No sir, we are not “numb”

War-weary U.S. is numbed to drumbeat of troop deaths

KOMO News:  It was another week at war in Afghanistan, another string of American casualties, and another collective shrug by a nation weary of a faraway conflict whose hallmark is its grinding inconclusiveness.

After nearly 11 years, many by now have grown numb to the sting of losing soldiers like Pfc. Shane W. Cantu of Corunna, Mich. He died of shrapnel wounds in the remoteness of eastern Afghanistan, not far from the getaway route that Osama bin Laden took when U.S. forces invaded after Sept. 11, 2001, and began America’s longest war.

Nearly every day the Pentagon posts another formulaic death notice, each one brief and unadorned, revealing the barest of facts – name, age and military unit – but no words that might capture the meaning of the loss.

Cantu, who joined the Italy-based 173rd Airborne Brigade on Sept. 11 last year and went to Afghanistan last month, was among five U.S. deaths announced this past week.

American troops are still dying in Afghanistan at a pace that doesn’t often register beyond their hometowns.
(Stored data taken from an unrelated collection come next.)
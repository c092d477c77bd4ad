use chrono::NaiveDate;
use rust_decimal::Decimal;
use serde::Serialize;

use super::{Interval, ProviderId, Ticker};
use crate::errors::ParseFailure;

/// One OHLCV point of a historical series. Dates are UTC calendar days.
#[derive(Clone, Debug, PartialEq, Eq, Serialize)]
pub struct Bar {
    pub date: NaiveDate,
    pub open: Decimal,
    pub high: Decimal,
    pub low: Decimal,
    pub close: Decimal,
    #[serde(skip_serializing_if = "Option::is_none")]
    pub volume: Option<u64>,
}

/// Bars for one ticker and interval, oldest first.
///
/// Never empty, and dates are strictly ascending.
#[derive(Clone, Debug, PartialEq, Serialize)]
pub struct Series {
    ticker: Ticker,
    interval: Interval,
    source: ProviderId,
    bars: Vec<Bar>,
}

impl Series {
    /// Wrap already-ordered bars. Use [`crate::series::normalize`] first for raw
    /// provider output.
    pub fn new(
        ticker: Ticker,
        interval: Interval,
        source: ProviderId,
        bars: Vec<Bar>,
    ) -> Result<Self, ParseFailure> {
        if bars.is_empty() {
            return Err(ParseFailure::EmptySeries);
        }
        if let Some(pair) = bars.windows(2).find(|pair| pair[0].date >= pair[1].date) {
            return Err(if pair[0].date == pair[1].date {
                ParseFailure::DuplicateTimestamp(pair[1].date)
            } else {
                ParseFailure::Malformed(format!(
                    "bars out of order at {} -> {}",
                    pair[0].date, pair[1].date
                ))
            });
        }

        Ok(Self {
            ticker,
            interval,
            source,
            bars,
        })
    }

    pub fn ticker(&self) -> &Ticker {
        &self.ticker
    }

    pub fn interval(&self) -> Interval {
        self.interval
    }

    pub fn source(&self) -> ProviderId {
        self.source
    }

    pub fn bars(&self) -> &[Bar] {
        &self.bars
    }

    pub fn len(&self) -> usize {
        self.bars.len()
    }

    /// Always false for a constructed series; present for API symmetry.
    pub fn is_empty(&self) -> bool {
        self.bars.is_empty()
    }

    pub fn first(&self) -> &Bar {
        &self.bars[0]
    }

    pub fn last(&self) -> &Bar {
        &self.bars[self.bars.len() - 1]
    }

    pub fn into_bars(self) -> Vec<Bar> {
        self.bars
    }
}
//! Token bucket rate limiter for market data providers.
//!
//! Each provider gets its own [`RateLimiter`] with capacity equal to its
//! requests-per-minute ceiling and a refill rate of capacity / 60s. Limiters
//! never share a lock, so providers don't slow each other down.
//!
//! Waiters are served in arrival order: the bucket lives behind a fair async
//! mutex and a waiter keeps the lock while it sleeps for the next token, so
//! a later caller cannot slip in ahead of it.

use std::sync::Arc;
use std::time::Duration;

use log::debug;
use tokio::sync::Mutex;
use tokio::time::Instant;

use crate::clock::Clock;
use crate::models::ProviderId;
use crate::provider::RateLimit;

/// Float slack so a bucket refilled for exactly the computed wait counts as full.
const TOKEN_EPSILON: f64 = 1e-9;

/// Token bucket for a single provider.
#[derive(Debug)]
struct TokenBucket {
    /// Current number of available tokens.
    tokens: f64,
    /// Last time the bucket was updated.
    last_update: Instant,
    /// Token refill rate (tokens per second).
    rate: f64,
    /// Maximum bucket capacity.
    capacity: f64,
}

impl TokenBucket {
    /// Create a full bucket holding `requests_per_minute` tokens.
    fn new(requests_per_minute: u32, now: Instant) -> Self {
        let capacity = f64::from(requests_per_minute.max(1));
        Self {
            tokens: capacity,
            last_update: now,
            rate: capacity / 60.0,
            capacity,
        }
    }

    /// Refill tokens based on elapsed time.
    fn refill(&mut self, now: Instant) {
        let elapsed = now.saturating_duration_since(self.last_update).as_secs_f64();
        self.tokens = (self.tokens + elapsed * self.rate).min(self.capacity);
        self.last_update = now;
    }

    /// Try to take a token. Returns true if one was available.
    fn try_acquire(&mut self, now: Instant) -> bool {
        self.refill(now);

        if self.tokens + TOKEN_EPSILON >= 1.0 {
            self.tokens = (self.tokens - 1.0).max(0.0);
            true
        } else {
            false
        }
    }

    /// Calculate the wait time until a token becomes available.
    fn time_until_available(&self) -> Duration {
        let tokens_needed = (1.0 - self.tokens).max(0.0);
        Duration::from_secs_f64(tokens_needed / self.rate)
    }
}

/// Rate limiter for one provider.
pub struct RateLimiter {
    provider: ProviderId,
    bucket: Mutex<TokenBucket>,
    clock: Arc<dyn Clock>,
}

impl RateLimiter {
    pub fn new(provider: ProviderId, limit: RateLimit, clock: Arc<dyn Clock>) -> Self {
        let bucket = TokenBucket::new(limit.requests_per_minute, clock.now());
        Self {
            provider,
            bucket: Mutex::new(bucket),
            clock,
        }
    }

    pub fn provider(&self) -> ProviderId {
        self.provider
    }

    /// Wait until a token is available, then consume it.
    ///
    /// Never fails; it only delays. Concurrent callers are granted tokens in
    /// the order they called `acquire`.
    pub async fn acquire(&self) {
        let mut bucket = self.bucket.lock().await;

        loop {
            if bucket.try_acquire(self.clock.now()) {
                debug!("Rate limiter: acquired token for '{}'", self.provider);
                return;
            }

            let wait_time = bucket.time_until_available();
            debug!(
                "Rate limiter: waiting {:?} for provider '{}'",
                wait_time, self.provider
            );
            self.clock.sleep(wait_time).await;
        }
    }

    /// Try to acquire a token without waiting.
    ///
    /// Returns false when the bucket is empty or another caller is already
    /// queued for it.
    pub fn try_acquire(&self) -> bool {
        match self.bucket.try_lock() {
            Ok(mut bucket) => bucket.try_acquire(self.clock.now()),
            Err(_) => false,
        }
    }

    /// Tokens currently available. Reports zero while a waiter holds the bucket.
    pub fn remaining_tokens(&self) -> f64 {
        match self.bucket.try_lock() {
            Ok(mut bucket) => {
                bucket.refill(self.clock.now());
                bucket.tokens
            }
            Err(_) => 0.0,
        }
    }
}

impl std::fmt::Debug for RateLimiter {
    fn fmt(&self, f: &mut std::fmt::Formatter<'_>) -> std::fmt::Result {
        f.debug_struct("RateLimiter")
            .field("provider", &self.provider)
            .finish_non_exhaustive()
    }
}
//! Historical series normalization.
//!
//! Providers disagree on ordering (Alpha Vantage is newest-first, Yahoo and
//! Finnhub oldest-first) and on how much history they send back. Every adapter
//! funnels its raw bars through [`normalize`] so the client always hands out
//! the same shape: oldest-to-newest, no duplicate dates, trimmed to the
//! requested lookback.

use crate::errors::ParseFailure;
use crate::models::Bar;

/// Sort raw bars ascending, reject duplicates, and keep the newest `lookback`.
///
/// An empty input is a [`ParseFailure::EmptySeries`]; a provider that answers
/// successfully with no data has a gap, not a legitimately empty history.
pub fn normalize(mut bars: Vec<Bar>, lookback: usize) -> Result<Vec<Bar>, ParseFailure> {
    if bars.is_empty() {
        return Err(ParseFailure::EmptySeries);
    }

    bars.sort_by_key(|bar| bar.date);

    if let Some(pair) = bars.windows(2).find(|pair| pair[0].date == pair[1].date) {
        return Err(ParseFailure::DuplicateTimestamp(pair[0].date));
    }

    if lookback > 0 && bars.len() > lookback {
        bars.drain(..bars.len() - lookback);
    }

    Ok(bars)
}
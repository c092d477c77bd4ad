mod cli;
mod commands;

use std::process::ExitCode;

use anyhow::Context;
use clap::Parser;
use stockfeed_market_data::config::PROVIDERS_ENV;
use stockfeed_market_data::{ClientConfig, MarketDataClient};
use tracing_subscriber::{fmt, layer::SubscriberExt, util::SubscriberInitExt, EnvFilter};

use crate::cli::Cli;

const LOG_FORMAT_ENV: &str = "STOCKFEED_LOG_FORMAT";

/// Logs go to stderr so stdout stays clean for results.
fn init_tracing() {
    let log_format = std::env::var(LOG_FORMAT_ENV).unwrap_or_else(|_| "text".to_string());
    let filter = EnvFilter::try_from_default_env().unwrap_or_else(|_| EnvFilter::new("info"));
    let registry = tracing_subscriber::registry().with(filter);

    if log_format.eq_ignore_ascii_case("json") {
        registry
            .with(
                fmt::layer()
                    .json()
                    .with_current_span(false)
                    .with_writer(std::io::stderr),
            )
            .init();
    } else {
        registry
            .with(fmt::layer().with_target(true).with_writer(std::io::stderr))
            .init();
    }
}

#[tokio::main]
async fn main() -> ExitCode {
    match run().await {
        Ok(0) => ExitCode::SUCCESS,
        Ok(failures) => {
            tracing::warn!("{} request(s) failed", failures);
            ExitCode::FAILURE
        }
        Err(error) => {
            eprintln!("error: {:#}", error);
            ExitCode::from(2)
        }
    }
}

async fn run() -> anyhow::Result<usize> {
    dotenvy::dotenv().ok();
    init_tracing();

    let cli = Cli::parse();

    // --providers also decides which adapters get built, so keys for
    // providers outside the list are not required.
    let providers = cli.providers.clone();
    let config = ClientConfig::from_lookup(|key| match (key, &providers) {
        (PROVIDERS_ENV, Some(list)) => Some(list.clone()),
        _ => std::env::var(key).ok(),
    })
    .context("failed to load provider configuration")?;
    let client = MarketDataClient::from_config(config).context("failed to build client")?;
    tracing::debug!("Client ready: {:?}", client);

    commands::run(&cli, &client).await
}
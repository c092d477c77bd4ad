//! Normalized market data client.
//!
//! The client walks providers in preference order, gating every adapter call
//! on that provider's rate limiter and applying the retry class of each
//! failure:
//! - transient failures (`Transport`, `RateLimited`) retry the same provider
//!   a bounded number of times with a fixed backoff
//! - `Parse` failures move straight to the next provider
//! - terminal failures return at once

use std::sync::Arc;
use std::time::Duration;

use futures::future::BoxFuture;
use log::{debug, info, warn};

use super::{FetchDiagnostics, RateLimiter, SkipReason};
use crate::clock::{Clock, SystemClock};
use crate::config::{ClientConfig, ConfigError, RetryPolicy};
use crate::errors::{MarketDataError, RetryClass};
use crate::models::{Interval, ProviderId, Quote, Series, Ticker};
use crate::provider::{build_provider, MarketDataProvider, ReqwestTransport};

/// Which providers to try, and in what order.
#[derive(Clone, Debug, Default, PartialEq, Eq)]
pub enum ProviderPreference {
    /// Every configured provider, in configured order.
    #[default]
    Default,
    /// Exactly one provider.
    Single(ProviderId),
    /// The listed providers in this order. Repeats are ignored.
    Ordered(Vec<ProviderId>),
}

impl From<ProviderId> for ProviderPreference {
    fn from(id: ProviderId) -> Self {
        ProviderPreference::Single(id)
    }
}

impl From<Vec<ProviderId>> for ProviderPreference {
    fn from(ids: Vec<ProviderId>) -> Self {
        ProviderPreference::Ordered(ids)
    }
}

struct ProviderSlot {
    provider: Arc<dyn MarketDataProvider>,
    limiter: Arc<RateLimiter>,
}

impl ProviderSlot {
    fn id(&self) -> ProviderId {
        self.provider.id()
    }
}

/// Entry point for quotes and series across all configured providers.
pub struct MarketDataClient {
    providers: Vec<ProviderSlot>,
    retry: RetryPolicy,
    clock: Arc<dyn Clock>,
}

impl MarketDataClient {
    /// Build real adapters over HTTP from a validated configuration.
    pub fn from_config(config: ClientConfig) -> Result<Self, MarketDataError> {
        config.validate()?;

        let transport = Arc::new(ReqwestTransport::new());
        let clock: Arc<dyn Clock> = Arc::new(SystemClock);

        let providers = config
            .providers
            .into_iter()
            .map(|provider| build_provider(provider, transport.clone(), clock.clone()))
            .collect::<Result<Vec<_>, _>>()?;

        Self::with_clock(providers, config.retry, clock)
    }

    pub fn new(
        providers: Vec<Arc<dyn MarketDataProvider>>,
        retry: RetryPolicy,
    ) -> Result<Self, MarketDataError> {
        Self::with_clock(providers, retry, Arc::new(SystemClock))
    }

    /// Create a client whose limiters and backoff run on `clock`.
    ///
    /// A provider listed twice keeps its first position.
    pub fn with_clock(
        providers: Vec<Arc<dyn MarketDataProvider>>,
        retry: RetryPolicy,
        clock: Arc<dyn Clock>,
    ) -> Result<Self, MarketDataError> {
        let mut slots: Vec<ProviderSlot> = Vec::with_capacity(providers.len());
        for provider in providers {
            let id = provider.id();
            if slots.iter().any(|slot| slot.id() == id) {
                warn!("Provider '{}' registered twice, keeping the first", id);
                continue;
            }
            let limiter = Arc::new(RateLimiter::new(id, provider.rate_limit(), clock.clone()));
            slots.push(ProviderSlot { provider, limiter });
        }

        if slots.is_empty() {
            return Err(ConfigError::NoProviders.into());
        }

        Ok(Self {
            providers: slots,
            retry,
            clock,
        })
    }

    /// Configured providers in default order.
    pub fn providers(&self) -> Vec<ProviderId> {
        self.providers.iter().map(ProviderSlot::id).collect()
    }

    pub fn retry_policy(&self) -> RetryPolicy {
        self.retry
    }

    /// Rate limiter for a configured provider.
    pub fn limiter(&self, provider: ProviderId) -> Option<&Arc<RateLimiter>> {
        self.slot(provider).map(|slot| &slot.limiter)
    }

    /// Latest price using the default provider order.
    pub async fn get_price(&self, ticker: &str) -> Result<Quote, MarketDataError> {
        self.get_price_from(ticker, &ProviderPreference::Default).await
    }

    pub async fn get_price_from(
        &self,
        ticker: &str,
        preference: &ProviderPreference,
    ) -> Result<Quote, MarketDataError> {
        let ticker = Ticker::parse(ticker)?;
        let plan = self.plan(preference)?;

        self.with_fallback(&ticker, "quote", plan, |provider| {
            provider.fetch_quote(&ticker)
        })
        .await
    }

    /// The newest `lookback` bars using the default provider order.
    pub async fn get_series(
        &self,
        ticker: &str,
        interval: Interval,
        lookback: usize,
    ) -> Result<Series, MarketDataError> {
        self.get_series_from(ticker, interval, lookback, &ProviderPreference::Default).await
    }

    pub async fn get_series_from(
        &self,
        ticker: &str,
        interval: Interval,
        lookback: usize,
        preference: &ProviderPreference,
    ) -> Result<Series, MarketDataError> {
        let ticker = Ticker::parse(ticker)?;
        if lookback == 0 {
            return Err(MarketDataError::validation("lookback must be at least 1"));
        }
        let plan = self.plan(preference)?;

        self.with_fallback(&ticker, "series", plan, |provider| {
            provider.fetch_series(&ticker, interval, lookback)
        })
        .await
    }

    /// [`get_price_from`](Self::get_price_from) bounded by an overall deadline.
    ///
    /// On expiry the in-flight attempt is dropped and no further providers
    /// are tried.
    pub async fn get_price_within(
        &self,
        ticker: &str,
        preference: &ProviderPreference,
        deadline: Duration,
    ) -> Result<Quote, MarketDataError> {
        tokio::time::timeout(deadline, self.get_price_from(ticker, preference))
            .await
            .map_err(|_| MarketDataError::Timeout { after: deadline })?
    }

    /// [`get_series_from`](Self::get_series_from) bounded by an overall deadline.
    pub async fn get_series_within(
        &self,
        ticker: &str,
        interval: Interval,
        lookback: usize,
        preference: &ProviderPreference,
        deadline: Duration,
    ) -> Result<Series, MarketDataError> {
        tokio::time::timeout(
            deadline,
            self.get_series_from(ticker, interval, lookback, preference),
        )
        .await
        .map_err(|_| MarketDataError::Timeout { after: deadline })?
    }

    fn slot(&self, provider: ProviderId) -> Option<&ProviderSlot> {
        self.providers.iter().find(|slot| slot.id() == provider)
    }

    /// Resolve a preference into the providers to walk, in order.
    ///
    /// Providers the client was not built with stay in the plan with no slot
    /// so they can be reported as skipped.
    fn plan(
        &self,
        preference: &ProviderPreference,
    ) -> Result<Vec<(ProviderId, Option<&ProviderSlot>)>, MarketDataError> {
        let ids = match preference {
            ProviderPreference::Default => self.providers(),
            ProviderPreference::Single(id) => vec![*id],
            ProviderPreference::Ordered(ids) => {
                if ids.is_empty() {
                    return Err(MarketDataError::validation(
                        "provider preference must name at least one provider",
                    ));
                }
                let mut unique = Vec::with_capacity(ids.len());
                for id in ids {
                    if !unique.contains(id) {
                        unique.push(*id);
                    }
                }
                unique
            }
        };

        Ok(ids.into_iter().map(|id| (id, self.slot(id))).collect())
    }

    async fn with_fallback<'a, T, F>(
        &'a self,
        ticker: &Ticker,
        request: &str,
        plan: Vec<(ProviderId, Option<&'a ProviderSlot>)>,
        call: F,
    ) -> Result<T, MarketDataError>
    where
        F: Fn(&'a dyn MarketDataProvider) -> BoxFuture<'a, Result<T, MarketDataError>>,
    {
        let mut diagnostics = FetchDiagnostics::new();

        for (provider_id, slot) in plan {
            let Some(slot) = slot else {
                warn!(
                    "Provider '{}' requested for {} {} but not configured, skipping",
                    provider_id, request, ticker
                );
                diagnostics.record_skip(provider_id, SkipReason::NotConfigured);
                continue;
            };

            let mut calls: u32 = 0;
            loop {
                slot.limiter.acquire().await;
                calls += 1;
                debug!(
                    "Fetching {} for {} from '{}' (attempt {})",
                    request, ticker, provider_id, calls
                );

                let error = match call(slot.provider.as_ref()).await {
                    Ok(value) => {
                        info!(
                            "Fetched {} for {} from '{}' after {} call(s)",
                            request, ticker, provider_id, calls
                        );
                        return Ok(value);
                    }
                    Err(error) => error,
                };

                match error.retry_class() {
                    RetryClass::Never => {
                        info!(
                            "Terminal error from '{}' for {}: {}, not retrying",
                            provider_id, ticker, error
                        );
                        return Err(error);
                    }
                    RetryClass::WithBackoff if calls <= self.retry.max_retries => {
                        warn!(
                            "Provider '{}' failed for {}: {}, retrying in {:?}",
                            provider_id, ticker, error, self.retry.backoff
                        );
                        self.clock.sleep(self.retry.backoff).await;
                    }
                    RetryClass::WithBackoff | RetryClass::NextProvider => {
                        warn!(
                            "Provider '{}' failed for {}: {}, trying next provider",
                            provider_id, ticker, error
                        );
                        diagnostics.record_error(provider_id, calls, error);
                        break;
                    }
                }
            }
        }

        warn!(
            "All providers failed for {} {}: {}",
            request,
            ticker,
            diagnostics.summary()
        );
        Err(MarketDataError::AllProvidersExhausted(diagnostics))
    }
}

impl std::fmt::Debug for MarketDataClient {
    fn fmt(&self, f: &mut std::fmt::Formatter<'_>) -> std::fmt::Result {
        f.debug_struct("MarketDataClient")
            .field("providers", &self.providers())
            .field("retry", &self.retry)
            .finish_non_exhaustive()
    }
}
So far this year, it’s 31 a month on average, or one per day. National attention is drawn, briefly, to grim and arbitrary milestones such as the 1,000th and 2,000th war deaths. But days, weeks and months pass with little focus by the general public or its political leaders on the individuals behind the statistics.

Each week at war has a certain sameness for those not fighting it, yet every week brings distinct pain and sorrow to the families who learn that their son or daughter, brother or sister, father or mother was killed or wounded.

As the war drags on, it remains a faraway puzzle for many Americans. Max Boot, a military historian and defense analyst at the Council on Foreign Relations, has called Afghanistan the “Who Cares?” war. “Few, it seems, do, except for service personnel and their families,” he wrote recently. “It is almost as if the war isn’t happening at all.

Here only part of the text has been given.